For the data below, give again exactly the lines from the one containing "mod common;" through the one containing "for task in", both ends included, and no others.

(Data Opens)

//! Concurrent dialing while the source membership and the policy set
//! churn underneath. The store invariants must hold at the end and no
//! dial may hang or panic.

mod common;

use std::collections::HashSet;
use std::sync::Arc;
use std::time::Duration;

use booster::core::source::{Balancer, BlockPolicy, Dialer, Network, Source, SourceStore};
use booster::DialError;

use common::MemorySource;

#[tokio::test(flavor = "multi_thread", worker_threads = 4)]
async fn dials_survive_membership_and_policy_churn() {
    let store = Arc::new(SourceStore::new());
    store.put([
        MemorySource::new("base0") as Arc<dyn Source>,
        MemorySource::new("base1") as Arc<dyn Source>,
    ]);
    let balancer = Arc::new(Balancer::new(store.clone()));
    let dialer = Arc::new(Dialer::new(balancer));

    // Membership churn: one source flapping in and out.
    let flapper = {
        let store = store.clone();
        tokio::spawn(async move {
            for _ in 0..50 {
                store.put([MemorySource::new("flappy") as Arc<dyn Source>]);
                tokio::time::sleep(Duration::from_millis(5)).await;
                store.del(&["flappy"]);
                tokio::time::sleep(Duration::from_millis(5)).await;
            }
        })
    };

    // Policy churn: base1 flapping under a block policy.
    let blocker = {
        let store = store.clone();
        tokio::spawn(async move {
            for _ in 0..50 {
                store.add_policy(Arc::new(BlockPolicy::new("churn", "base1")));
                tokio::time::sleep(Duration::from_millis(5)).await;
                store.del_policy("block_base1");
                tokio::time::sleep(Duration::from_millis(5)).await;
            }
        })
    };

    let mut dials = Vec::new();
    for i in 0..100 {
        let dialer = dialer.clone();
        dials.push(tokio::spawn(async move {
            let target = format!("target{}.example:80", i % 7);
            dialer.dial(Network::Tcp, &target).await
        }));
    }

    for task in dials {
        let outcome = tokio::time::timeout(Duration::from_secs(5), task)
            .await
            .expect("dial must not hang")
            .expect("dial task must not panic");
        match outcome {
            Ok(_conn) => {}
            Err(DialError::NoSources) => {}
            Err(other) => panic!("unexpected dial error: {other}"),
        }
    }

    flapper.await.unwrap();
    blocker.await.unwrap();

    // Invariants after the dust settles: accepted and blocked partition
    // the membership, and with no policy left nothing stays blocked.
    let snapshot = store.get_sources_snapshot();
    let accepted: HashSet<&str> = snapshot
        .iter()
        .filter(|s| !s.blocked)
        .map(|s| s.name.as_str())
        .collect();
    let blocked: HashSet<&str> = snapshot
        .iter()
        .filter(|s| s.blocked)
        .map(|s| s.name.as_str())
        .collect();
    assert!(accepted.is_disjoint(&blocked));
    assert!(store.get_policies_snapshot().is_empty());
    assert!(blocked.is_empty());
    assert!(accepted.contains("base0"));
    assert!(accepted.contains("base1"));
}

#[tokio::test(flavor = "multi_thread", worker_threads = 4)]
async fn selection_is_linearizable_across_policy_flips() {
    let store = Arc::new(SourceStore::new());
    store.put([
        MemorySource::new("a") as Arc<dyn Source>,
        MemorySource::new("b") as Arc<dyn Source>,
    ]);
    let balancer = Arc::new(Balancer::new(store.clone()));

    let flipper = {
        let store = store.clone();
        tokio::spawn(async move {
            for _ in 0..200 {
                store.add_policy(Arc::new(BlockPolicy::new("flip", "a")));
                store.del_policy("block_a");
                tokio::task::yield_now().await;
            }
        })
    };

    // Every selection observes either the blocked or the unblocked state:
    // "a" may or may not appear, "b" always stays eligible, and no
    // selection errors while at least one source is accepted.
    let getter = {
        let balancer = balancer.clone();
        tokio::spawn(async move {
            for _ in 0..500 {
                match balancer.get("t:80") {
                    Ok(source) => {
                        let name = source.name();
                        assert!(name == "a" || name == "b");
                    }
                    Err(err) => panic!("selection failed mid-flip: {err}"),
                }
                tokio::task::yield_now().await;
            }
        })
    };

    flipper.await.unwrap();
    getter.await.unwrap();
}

(Data Closes)
(Data Opens)

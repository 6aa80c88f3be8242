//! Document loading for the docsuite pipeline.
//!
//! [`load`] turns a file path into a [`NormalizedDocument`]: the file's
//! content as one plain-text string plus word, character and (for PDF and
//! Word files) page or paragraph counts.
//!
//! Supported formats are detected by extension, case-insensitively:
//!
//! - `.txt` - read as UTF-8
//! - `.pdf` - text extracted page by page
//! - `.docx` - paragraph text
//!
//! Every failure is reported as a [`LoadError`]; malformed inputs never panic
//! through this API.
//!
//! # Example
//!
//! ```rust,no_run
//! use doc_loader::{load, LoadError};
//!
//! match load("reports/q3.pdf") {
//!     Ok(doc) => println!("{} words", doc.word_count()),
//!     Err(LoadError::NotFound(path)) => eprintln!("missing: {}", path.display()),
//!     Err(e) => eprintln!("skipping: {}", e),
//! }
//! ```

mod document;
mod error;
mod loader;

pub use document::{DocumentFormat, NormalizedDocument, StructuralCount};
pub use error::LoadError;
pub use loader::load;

(Data Closes)

→ **Result of the task**
mod common;

use std::collections::HashSet;
use std::sync::Arc;
use std::time::Duration;

use booster::core::source::{Balancer, BlockPolicy, Dialer, Network, Source, SourceStore};
use booster::DialError;

use common::MemorySource;

#[tokio::test(flavor = "multi_thread", worker_threads = 4)]
async fn dials_survive_membership_and_policy_churn() {
    let store = Arc::new(SourceStore::new());
    store.put([
        MemorySource::new("base0") as Arc<dyn Source>,
        MemorySource::new("base1") as Arc<dyn Source>,
    ]);
    let balancer = Arc::new(Balancer::new(store.clone()));
    let dialer = Arc::new(Dialer::new(balancer));

    // Membership churn: one source flapping in and out.
    let flapper = {
        let store = store.clone();
        tokio::spawn(async move {
            for _ in 0..50 {
                store.put([MemorySource::new("flappy") as Arc<dyn Source>]);
                tokio::time::sleep(Duration::from_millis(5)).await;
                store.del(&["flappy"]);
                tokio::time::sleep(Duration::from_millis(5)).await;
            }
        })
    };

    // Policy churn: base1 flapping under a block policy.
    let blocker = {
        let store = store.clone();
        tokio::spawn(async move {
            for _ in 0..50 {
                store.add_policy(Arc::new(BlockPolicy::new("churn", "base1")));
                tokio::time::sleep(Duration::from_millis(5)).await;
                store.del_policy("block_base1");
                tokio::time::sleep(Duration::from_millis(5)).await;
            }
        })
    };

    let mut dials = Vec::new();
    for i in 0..100 {
        let dialer = dialer.clone();
        dials.push(tokio::spawn(async move {
            let target = format!("target{}.example:80", i % 7);
            dialer.dial(Network::Tcp, &target).await
        }));
    }

    for task in dials {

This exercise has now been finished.